Extracted information section start
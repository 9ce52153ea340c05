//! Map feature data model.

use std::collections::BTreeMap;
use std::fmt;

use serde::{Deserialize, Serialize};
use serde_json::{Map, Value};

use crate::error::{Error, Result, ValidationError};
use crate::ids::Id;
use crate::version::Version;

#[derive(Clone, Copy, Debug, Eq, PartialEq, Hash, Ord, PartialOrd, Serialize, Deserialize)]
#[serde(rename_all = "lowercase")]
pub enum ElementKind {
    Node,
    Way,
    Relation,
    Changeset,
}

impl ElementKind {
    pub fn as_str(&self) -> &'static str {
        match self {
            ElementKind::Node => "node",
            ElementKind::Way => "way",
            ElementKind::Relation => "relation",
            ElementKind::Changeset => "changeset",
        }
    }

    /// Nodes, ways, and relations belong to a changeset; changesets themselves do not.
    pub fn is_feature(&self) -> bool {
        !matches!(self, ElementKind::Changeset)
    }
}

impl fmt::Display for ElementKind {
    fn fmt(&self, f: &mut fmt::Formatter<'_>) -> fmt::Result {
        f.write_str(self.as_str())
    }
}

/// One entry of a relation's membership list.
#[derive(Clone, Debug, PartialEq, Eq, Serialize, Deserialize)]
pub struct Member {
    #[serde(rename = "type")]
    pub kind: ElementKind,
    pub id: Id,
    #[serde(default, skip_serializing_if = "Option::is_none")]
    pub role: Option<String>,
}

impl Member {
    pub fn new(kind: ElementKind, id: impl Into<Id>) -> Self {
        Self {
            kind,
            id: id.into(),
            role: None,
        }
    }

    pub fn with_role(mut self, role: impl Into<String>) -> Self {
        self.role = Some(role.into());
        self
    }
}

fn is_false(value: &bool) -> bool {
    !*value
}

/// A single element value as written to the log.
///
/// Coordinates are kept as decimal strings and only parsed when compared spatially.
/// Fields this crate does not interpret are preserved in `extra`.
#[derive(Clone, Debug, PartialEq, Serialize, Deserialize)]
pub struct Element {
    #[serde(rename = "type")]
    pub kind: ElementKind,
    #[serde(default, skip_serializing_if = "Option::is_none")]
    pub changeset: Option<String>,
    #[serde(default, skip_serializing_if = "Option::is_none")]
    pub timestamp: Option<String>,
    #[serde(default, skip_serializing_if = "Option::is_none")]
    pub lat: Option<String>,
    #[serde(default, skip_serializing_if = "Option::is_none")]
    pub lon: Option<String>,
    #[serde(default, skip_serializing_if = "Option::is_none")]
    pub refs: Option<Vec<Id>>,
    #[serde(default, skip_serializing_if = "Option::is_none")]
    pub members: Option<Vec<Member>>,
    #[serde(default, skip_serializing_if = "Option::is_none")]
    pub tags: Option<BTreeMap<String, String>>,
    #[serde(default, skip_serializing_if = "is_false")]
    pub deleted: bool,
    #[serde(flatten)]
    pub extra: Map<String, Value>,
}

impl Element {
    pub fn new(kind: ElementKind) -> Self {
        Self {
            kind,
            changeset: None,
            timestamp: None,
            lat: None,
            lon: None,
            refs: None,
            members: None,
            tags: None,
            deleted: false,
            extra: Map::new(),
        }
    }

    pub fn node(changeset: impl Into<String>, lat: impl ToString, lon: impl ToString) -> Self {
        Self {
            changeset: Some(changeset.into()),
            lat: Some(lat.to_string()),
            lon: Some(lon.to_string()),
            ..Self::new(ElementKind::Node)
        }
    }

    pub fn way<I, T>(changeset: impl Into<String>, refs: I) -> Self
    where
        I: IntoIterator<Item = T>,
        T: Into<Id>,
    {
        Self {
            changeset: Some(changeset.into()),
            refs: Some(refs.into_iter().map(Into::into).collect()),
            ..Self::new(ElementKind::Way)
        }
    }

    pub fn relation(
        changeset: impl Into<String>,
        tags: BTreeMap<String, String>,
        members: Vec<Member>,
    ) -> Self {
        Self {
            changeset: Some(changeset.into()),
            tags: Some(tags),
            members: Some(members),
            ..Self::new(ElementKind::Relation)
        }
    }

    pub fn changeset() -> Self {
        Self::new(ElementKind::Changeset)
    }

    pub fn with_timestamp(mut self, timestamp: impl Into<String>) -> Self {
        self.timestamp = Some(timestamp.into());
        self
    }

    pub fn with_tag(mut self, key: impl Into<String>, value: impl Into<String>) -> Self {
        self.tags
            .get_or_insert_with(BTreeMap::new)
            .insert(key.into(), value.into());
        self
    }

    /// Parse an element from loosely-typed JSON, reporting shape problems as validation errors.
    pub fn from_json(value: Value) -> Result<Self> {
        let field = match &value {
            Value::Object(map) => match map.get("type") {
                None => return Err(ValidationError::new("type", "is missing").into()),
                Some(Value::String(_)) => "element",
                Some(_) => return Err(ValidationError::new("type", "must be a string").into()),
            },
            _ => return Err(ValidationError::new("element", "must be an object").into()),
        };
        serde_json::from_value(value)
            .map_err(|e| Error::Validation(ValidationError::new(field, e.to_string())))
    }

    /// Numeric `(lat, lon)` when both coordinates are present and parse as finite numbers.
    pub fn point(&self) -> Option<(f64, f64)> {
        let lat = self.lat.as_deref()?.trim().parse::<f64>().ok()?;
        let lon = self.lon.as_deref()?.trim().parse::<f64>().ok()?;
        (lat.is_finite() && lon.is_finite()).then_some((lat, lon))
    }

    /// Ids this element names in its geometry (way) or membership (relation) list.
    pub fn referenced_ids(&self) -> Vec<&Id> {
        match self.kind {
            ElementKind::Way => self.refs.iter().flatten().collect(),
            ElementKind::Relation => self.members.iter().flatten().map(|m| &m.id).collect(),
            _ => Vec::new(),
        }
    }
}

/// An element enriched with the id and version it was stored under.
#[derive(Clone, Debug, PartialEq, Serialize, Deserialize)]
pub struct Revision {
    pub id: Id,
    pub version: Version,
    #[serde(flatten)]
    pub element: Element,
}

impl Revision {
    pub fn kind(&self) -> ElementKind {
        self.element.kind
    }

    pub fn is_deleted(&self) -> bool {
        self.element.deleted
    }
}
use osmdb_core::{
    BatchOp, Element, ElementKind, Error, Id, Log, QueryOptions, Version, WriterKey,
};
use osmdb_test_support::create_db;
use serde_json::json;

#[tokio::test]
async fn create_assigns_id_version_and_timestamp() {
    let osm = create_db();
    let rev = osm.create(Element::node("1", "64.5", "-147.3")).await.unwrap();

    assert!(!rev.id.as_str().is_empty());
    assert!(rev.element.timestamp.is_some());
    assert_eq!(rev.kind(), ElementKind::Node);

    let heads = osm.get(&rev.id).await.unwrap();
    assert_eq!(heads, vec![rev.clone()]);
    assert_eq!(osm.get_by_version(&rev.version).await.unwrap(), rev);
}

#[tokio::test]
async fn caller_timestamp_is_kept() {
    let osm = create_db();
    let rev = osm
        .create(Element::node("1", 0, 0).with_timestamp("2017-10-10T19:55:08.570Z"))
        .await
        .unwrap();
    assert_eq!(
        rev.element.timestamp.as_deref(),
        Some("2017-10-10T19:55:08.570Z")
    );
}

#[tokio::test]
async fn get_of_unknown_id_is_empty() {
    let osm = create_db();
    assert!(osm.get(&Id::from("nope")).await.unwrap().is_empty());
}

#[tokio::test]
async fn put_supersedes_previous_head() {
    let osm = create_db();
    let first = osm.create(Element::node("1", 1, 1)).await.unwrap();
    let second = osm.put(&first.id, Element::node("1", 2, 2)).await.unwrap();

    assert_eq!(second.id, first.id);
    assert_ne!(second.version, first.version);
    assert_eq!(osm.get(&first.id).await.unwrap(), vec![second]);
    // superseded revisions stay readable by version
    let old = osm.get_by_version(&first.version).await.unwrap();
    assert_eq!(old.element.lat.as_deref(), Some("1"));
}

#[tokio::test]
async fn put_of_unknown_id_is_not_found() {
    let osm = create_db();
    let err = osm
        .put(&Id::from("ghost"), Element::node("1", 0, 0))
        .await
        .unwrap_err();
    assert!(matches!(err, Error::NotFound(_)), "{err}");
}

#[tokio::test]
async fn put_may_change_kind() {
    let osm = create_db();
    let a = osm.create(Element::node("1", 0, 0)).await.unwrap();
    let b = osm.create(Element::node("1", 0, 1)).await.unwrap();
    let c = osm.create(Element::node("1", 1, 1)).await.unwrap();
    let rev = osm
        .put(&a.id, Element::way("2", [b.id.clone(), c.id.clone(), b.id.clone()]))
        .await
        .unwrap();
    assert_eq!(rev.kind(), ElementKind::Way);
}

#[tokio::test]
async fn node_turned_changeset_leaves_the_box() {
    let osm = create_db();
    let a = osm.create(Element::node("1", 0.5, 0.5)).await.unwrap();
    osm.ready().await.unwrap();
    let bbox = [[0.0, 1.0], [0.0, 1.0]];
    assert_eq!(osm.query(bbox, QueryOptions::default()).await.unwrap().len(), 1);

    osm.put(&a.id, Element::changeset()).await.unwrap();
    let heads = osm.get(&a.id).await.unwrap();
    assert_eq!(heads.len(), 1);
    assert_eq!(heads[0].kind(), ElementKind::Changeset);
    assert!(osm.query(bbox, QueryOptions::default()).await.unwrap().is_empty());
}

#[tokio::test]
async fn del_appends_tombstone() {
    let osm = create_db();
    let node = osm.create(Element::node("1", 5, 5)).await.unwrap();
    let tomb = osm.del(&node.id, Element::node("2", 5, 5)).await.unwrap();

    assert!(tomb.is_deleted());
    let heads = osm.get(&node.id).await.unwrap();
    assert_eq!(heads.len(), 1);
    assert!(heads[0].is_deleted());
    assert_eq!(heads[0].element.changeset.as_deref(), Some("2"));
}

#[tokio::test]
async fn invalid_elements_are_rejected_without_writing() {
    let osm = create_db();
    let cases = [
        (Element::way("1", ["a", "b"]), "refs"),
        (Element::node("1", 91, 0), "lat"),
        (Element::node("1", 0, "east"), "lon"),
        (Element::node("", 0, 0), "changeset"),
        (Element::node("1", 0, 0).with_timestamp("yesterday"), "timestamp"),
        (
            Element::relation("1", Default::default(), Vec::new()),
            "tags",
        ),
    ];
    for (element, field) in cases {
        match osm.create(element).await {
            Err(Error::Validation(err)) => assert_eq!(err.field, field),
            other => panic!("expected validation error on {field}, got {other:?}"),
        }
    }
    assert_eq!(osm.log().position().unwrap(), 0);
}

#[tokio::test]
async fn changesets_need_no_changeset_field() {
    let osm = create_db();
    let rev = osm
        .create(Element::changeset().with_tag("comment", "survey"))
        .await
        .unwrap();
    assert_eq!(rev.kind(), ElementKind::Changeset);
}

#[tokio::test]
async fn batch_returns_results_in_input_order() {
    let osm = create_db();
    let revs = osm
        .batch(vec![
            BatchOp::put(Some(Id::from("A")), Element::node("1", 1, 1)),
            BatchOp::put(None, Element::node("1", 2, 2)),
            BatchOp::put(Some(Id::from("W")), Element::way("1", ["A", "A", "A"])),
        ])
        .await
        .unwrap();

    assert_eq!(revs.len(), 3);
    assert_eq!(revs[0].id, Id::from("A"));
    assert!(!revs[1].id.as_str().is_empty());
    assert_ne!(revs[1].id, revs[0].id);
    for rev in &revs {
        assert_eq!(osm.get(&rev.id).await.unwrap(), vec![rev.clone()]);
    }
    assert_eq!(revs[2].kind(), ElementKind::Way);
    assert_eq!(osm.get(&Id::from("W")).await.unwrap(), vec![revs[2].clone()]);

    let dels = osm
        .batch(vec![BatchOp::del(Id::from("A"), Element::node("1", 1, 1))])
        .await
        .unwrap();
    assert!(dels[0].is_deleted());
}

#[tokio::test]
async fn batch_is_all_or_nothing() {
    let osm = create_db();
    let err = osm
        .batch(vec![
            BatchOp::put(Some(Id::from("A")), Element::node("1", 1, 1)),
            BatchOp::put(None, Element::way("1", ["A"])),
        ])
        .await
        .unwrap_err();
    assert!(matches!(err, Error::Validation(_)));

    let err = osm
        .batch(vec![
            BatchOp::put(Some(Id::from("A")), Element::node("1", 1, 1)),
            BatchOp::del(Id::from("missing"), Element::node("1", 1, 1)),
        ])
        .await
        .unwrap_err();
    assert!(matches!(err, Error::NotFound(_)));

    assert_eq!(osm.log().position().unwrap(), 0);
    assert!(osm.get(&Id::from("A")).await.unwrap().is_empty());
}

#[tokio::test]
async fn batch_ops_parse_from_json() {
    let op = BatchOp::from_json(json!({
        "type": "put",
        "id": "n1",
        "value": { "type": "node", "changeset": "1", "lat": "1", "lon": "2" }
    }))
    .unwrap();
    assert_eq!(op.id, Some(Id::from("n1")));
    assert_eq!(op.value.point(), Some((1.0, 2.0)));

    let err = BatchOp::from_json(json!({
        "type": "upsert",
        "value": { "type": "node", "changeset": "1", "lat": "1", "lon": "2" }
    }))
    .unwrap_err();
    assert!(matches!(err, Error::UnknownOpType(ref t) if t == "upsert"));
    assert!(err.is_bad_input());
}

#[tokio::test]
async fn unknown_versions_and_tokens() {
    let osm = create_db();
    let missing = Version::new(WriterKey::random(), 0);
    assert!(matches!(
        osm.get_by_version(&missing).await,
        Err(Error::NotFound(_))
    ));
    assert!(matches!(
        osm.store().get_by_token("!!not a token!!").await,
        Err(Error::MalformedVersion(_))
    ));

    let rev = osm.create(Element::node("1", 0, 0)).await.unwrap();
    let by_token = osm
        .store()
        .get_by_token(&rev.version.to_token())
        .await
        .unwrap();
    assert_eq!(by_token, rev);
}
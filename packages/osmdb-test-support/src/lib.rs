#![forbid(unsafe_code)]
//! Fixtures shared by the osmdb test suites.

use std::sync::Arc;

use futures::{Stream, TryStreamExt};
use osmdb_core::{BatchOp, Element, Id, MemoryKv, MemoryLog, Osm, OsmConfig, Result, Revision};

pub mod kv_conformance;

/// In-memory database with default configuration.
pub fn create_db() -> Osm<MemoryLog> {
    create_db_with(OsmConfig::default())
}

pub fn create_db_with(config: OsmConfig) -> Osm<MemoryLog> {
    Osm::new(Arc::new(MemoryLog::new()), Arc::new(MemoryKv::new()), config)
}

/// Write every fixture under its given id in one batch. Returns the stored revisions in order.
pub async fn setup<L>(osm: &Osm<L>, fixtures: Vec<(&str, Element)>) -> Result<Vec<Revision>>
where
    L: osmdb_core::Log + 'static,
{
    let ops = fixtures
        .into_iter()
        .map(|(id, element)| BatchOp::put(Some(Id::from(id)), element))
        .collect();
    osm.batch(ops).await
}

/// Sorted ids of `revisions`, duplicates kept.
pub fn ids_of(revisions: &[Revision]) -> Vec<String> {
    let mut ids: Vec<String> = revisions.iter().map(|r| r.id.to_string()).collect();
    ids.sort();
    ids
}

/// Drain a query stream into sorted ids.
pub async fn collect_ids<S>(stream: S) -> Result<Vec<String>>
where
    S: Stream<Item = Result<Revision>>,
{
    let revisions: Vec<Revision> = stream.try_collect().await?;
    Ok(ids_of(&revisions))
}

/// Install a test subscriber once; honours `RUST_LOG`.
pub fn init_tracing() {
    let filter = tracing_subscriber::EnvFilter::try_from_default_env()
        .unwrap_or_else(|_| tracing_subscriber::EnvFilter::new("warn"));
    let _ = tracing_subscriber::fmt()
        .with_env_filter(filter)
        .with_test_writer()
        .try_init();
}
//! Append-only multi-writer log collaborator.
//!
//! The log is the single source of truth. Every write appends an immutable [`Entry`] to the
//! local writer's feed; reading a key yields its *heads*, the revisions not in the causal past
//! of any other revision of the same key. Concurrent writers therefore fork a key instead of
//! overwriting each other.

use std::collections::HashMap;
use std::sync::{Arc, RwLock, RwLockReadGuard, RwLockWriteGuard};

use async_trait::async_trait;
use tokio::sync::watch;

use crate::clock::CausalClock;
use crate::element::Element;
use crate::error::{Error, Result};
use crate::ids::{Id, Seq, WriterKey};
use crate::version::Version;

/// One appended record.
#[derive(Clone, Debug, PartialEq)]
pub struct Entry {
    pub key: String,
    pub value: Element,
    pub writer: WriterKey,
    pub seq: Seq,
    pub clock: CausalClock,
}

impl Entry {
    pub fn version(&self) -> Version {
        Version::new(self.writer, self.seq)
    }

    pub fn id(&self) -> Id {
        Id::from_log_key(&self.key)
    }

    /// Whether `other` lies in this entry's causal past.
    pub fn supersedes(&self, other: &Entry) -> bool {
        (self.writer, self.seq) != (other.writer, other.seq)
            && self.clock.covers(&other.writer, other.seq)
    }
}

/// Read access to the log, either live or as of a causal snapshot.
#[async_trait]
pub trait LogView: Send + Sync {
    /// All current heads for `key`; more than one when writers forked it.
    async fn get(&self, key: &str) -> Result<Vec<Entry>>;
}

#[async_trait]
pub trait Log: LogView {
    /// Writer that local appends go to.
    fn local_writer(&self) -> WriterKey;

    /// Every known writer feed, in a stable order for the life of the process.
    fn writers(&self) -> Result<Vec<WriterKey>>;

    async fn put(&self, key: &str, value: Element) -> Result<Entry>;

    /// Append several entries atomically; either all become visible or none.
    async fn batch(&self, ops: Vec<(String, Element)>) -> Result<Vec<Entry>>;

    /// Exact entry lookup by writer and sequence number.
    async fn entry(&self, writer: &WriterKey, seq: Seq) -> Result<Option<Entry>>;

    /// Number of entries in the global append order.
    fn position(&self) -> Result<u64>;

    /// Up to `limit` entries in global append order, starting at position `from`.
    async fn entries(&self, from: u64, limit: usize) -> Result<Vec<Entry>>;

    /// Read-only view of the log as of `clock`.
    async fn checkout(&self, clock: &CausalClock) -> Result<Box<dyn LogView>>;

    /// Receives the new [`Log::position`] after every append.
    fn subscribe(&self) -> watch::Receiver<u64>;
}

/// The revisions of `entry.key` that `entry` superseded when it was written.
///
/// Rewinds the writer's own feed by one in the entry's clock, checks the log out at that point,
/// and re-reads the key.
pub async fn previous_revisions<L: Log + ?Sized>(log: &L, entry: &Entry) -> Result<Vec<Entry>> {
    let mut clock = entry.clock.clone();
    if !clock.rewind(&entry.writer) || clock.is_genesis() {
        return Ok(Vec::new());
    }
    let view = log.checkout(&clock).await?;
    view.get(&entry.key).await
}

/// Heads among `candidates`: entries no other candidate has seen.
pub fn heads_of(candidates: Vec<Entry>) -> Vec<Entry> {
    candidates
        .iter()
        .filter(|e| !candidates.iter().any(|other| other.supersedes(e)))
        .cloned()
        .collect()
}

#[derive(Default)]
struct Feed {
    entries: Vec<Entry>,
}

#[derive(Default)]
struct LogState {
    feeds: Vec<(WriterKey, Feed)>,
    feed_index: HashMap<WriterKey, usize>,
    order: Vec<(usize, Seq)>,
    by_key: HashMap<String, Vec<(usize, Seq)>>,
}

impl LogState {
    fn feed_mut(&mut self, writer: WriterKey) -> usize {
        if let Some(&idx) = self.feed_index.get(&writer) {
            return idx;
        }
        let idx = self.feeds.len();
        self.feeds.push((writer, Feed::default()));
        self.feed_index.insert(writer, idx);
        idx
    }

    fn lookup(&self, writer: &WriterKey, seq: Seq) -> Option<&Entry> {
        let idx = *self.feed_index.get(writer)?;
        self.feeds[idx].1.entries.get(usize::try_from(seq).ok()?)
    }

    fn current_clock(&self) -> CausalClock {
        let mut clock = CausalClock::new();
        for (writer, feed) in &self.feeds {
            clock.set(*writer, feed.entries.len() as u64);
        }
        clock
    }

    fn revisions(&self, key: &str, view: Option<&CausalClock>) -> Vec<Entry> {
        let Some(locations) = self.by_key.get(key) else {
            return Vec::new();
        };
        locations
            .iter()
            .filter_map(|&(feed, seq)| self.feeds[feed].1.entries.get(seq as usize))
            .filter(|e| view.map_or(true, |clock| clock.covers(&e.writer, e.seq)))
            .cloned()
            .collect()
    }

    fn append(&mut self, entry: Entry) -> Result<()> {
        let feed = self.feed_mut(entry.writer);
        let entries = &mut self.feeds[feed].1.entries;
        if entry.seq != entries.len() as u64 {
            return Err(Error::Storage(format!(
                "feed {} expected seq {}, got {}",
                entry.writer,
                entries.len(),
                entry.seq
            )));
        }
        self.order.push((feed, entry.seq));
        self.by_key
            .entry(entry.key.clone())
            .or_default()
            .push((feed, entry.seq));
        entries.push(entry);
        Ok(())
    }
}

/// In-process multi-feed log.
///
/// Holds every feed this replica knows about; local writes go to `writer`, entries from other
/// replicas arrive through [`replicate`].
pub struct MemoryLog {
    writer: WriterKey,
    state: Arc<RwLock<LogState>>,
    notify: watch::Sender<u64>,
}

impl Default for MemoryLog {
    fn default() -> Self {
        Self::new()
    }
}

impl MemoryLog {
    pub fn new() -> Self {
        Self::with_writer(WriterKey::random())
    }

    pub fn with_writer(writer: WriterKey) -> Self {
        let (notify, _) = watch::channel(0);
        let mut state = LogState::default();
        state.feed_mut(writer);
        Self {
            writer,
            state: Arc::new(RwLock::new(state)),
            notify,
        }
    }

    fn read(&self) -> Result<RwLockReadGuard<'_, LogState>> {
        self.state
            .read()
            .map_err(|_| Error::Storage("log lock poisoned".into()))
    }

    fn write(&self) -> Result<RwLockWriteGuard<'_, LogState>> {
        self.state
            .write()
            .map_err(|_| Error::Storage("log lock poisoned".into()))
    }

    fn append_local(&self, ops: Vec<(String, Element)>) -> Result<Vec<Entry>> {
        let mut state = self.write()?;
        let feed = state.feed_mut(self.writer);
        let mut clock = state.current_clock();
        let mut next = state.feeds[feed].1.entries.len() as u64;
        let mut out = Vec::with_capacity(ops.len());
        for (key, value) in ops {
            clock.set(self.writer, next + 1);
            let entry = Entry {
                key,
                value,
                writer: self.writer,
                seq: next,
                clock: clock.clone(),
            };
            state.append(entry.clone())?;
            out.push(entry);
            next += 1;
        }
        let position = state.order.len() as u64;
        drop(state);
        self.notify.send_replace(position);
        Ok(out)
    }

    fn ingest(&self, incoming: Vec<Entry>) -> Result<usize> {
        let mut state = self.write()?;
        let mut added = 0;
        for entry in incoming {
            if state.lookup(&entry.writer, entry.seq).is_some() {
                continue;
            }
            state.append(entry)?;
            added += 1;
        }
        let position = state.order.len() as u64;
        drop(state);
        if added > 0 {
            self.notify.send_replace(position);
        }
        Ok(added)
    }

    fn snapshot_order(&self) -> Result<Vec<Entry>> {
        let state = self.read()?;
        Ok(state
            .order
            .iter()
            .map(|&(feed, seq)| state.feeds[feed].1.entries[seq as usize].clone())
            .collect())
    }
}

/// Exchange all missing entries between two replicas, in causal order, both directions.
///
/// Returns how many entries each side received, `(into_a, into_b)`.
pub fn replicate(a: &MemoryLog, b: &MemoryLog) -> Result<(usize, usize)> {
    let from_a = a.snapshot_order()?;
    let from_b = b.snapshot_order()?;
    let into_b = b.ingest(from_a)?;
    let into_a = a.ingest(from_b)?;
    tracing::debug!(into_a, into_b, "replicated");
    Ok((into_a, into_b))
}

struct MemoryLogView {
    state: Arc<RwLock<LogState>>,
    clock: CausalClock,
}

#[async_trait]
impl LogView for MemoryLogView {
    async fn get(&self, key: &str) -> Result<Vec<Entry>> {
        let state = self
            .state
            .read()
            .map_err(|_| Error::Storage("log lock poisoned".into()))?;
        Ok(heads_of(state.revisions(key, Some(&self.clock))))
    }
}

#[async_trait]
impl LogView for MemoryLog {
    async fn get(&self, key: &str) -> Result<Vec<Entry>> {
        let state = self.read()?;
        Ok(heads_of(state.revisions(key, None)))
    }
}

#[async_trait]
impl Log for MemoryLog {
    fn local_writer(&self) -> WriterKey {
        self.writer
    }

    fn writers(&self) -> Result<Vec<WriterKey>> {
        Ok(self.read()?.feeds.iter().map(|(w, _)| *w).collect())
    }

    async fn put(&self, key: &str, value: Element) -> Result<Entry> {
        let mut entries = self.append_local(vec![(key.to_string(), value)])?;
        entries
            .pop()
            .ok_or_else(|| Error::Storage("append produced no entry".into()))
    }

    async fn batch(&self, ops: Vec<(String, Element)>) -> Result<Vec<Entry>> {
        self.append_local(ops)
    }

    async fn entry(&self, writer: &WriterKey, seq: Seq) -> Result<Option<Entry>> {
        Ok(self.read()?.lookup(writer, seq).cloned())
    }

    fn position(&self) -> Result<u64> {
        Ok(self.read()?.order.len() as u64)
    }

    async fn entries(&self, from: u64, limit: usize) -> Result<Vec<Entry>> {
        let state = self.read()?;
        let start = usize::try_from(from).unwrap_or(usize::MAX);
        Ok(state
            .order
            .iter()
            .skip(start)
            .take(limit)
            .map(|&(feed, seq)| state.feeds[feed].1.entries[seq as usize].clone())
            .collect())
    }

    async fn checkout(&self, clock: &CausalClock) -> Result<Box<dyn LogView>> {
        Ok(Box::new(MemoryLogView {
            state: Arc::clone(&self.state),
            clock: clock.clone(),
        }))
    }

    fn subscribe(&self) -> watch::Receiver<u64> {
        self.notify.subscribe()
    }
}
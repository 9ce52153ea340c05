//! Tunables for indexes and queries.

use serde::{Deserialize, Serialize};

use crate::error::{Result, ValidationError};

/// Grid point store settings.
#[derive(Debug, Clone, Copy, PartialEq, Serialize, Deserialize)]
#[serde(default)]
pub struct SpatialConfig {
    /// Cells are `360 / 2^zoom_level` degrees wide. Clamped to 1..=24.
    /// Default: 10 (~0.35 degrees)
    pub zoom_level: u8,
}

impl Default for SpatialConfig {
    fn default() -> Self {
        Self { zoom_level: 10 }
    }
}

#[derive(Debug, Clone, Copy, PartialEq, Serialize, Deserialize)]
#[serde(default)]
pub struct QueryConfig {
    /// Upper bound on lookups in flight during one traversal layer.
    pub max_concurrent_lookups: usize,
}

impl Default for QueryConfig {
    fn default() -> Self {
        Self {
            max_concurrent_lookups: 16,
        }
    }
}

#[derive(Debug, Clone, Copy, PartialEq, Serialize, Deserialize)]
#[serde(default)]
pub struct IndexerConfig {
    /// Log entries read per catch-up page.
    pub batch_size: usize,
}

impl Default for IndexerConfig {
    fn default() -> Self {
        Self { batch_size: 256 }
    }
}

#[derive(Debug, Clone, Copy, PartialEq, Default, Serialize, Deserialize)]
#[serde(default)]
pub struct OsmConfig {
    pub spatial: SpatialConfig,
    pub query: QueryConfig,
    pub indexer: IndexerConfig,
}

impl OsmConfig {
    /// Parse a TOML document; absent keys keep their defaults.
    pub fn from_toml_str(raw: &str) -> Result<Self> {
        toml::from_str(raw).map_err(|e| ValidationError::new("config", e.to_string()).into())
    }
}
Extracted information section end
Please state how many lines in the records contain the word "HashMap", and give only that number.

- Solution to the problem:
3